(ABOUT THIS TASK): Report the count of lines in the records that contain "pending", without any added text.

(DATASET CONTENT):
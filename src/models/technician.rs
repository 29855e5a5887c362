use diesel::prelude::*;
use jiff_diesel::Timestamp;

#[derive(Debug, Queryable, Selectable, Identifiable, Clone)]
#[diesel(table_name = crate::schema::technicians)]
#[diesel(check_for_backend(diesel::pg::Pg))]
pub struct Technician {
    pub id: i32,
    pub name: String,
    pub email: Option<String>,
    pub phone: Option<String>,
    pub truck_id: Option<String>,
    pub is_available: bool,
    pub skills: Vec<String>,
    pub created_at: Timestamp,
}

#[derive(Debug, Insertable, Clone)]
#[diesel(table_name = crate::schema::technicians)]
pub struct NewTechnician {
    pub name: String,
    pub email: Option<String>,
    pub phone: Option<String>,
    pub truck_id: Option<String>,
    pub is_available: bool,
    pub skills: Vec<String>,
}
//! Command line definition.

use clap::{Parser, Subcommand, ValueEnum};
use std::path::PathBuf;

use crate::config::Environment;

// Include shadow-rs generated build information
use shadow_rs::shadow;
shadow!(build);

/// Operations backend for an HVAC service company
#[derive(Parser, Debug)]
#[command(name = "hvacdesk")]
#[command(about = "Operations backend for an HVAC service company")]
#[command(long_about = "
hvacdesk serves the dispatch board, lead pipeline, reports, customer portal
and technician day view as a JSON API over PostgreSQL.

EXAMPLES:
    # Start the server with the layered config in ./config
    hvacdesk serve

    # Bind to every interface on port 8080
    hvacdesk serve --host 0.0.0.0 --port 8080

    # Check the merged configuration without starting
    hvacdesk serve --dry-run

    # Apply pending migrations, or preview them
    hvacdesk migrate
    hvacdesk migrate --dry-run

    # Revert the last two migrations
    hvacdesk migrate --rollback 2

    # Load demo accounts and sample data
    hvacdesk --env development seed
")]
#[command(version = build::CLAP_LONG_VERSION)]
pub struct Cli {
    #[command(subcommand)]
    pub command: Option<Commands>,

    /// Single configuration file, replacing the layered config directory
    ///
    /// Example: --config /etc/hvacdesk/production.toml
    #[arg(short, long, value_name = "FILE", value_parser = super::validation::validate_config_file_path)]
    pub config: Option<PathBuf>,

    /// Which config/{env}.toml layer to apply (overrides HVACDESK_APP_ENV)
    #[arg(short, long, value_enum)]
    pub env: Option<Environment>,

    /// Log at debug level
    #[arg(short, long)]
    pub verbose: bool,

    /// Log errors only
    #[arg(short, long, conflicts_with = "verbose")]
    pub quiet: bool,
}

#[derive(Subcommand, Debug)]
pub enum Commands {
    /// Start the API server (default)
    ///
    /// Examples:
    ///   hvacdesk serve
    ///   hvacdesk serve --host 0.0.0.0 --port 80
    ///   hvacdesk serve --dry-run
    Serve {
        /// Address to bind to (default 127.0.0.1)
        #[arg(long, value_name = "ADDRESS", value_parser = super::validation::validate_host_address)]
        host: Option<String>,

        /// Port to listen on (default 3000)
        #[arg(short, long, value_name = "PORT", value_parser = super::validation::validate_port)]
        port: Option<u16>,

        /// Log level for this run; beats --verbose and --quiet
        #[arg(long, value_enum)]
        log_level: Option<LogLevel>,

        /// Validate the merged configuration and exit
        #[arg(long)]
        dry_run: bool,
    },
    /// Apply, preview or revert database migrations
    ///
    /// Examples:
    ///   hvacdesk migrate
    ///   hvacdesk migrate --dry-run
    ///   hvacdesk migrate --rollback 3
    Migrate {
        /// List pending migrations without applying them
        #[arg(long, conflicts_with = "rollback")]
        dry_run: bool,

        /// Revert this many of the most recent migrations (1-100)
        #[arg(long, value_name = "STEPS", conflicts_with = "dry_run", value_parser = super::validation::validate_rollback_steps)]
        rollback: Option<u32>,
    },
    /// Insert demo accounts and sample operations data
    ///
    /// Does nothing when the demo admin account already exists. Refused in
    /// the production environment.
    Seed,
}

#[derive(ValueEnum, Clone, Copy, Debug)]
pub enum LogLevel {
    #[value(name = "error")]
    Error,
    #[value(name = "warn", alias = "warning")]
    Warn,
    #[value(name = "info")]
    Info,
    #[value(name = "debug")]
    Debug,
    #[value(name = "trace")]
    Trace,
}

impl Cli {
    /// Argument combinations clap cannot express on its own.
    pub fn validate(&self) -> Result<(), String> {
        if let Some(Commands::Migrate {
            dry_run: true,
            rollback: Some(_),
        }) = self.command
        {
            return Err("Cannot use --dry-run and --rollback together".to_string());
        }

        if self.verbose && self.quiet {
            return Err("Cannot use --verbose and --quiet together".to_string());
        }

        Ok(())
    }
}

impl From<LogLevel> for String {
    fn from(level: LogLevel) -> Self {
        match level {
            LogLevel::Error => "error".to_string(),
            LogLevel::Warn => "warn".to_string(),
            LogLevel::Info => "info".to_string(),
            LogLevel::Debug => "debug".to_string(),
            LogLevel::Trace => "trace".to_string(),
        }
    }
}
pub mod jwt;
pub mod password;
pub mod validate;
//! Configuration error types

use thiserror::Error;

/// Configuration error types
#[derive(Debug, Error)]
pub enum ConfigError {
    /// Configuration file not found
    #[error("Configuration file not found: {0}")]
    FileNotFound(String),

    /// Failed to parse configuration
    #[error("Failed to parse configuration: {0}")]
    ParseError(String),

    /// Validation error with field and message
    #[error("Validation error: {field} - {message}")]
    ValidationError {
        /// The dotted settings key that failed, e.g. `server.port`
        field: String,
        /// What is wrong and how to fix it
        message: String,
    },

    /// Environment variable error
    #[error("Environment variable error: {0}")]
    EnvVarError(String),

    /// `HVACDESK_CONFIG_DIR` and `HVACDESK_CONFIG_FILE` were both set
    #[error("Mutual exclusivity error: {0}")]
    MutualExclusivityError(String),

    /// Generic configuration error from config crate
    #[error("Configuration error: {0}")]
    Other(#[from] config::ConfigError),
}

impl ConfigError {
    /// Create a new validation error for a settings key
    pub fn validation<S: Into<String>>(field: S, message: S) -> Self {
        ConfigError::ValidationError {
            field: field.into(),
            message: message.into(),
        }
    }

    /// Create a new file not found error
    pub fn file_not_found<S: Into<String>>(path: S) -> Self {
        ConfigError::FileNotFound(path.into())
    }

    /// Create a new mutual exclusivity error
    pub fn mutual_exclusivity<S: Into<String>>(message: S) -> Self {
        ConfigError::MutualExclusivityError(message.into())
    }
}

(TASK SOLUTION): 2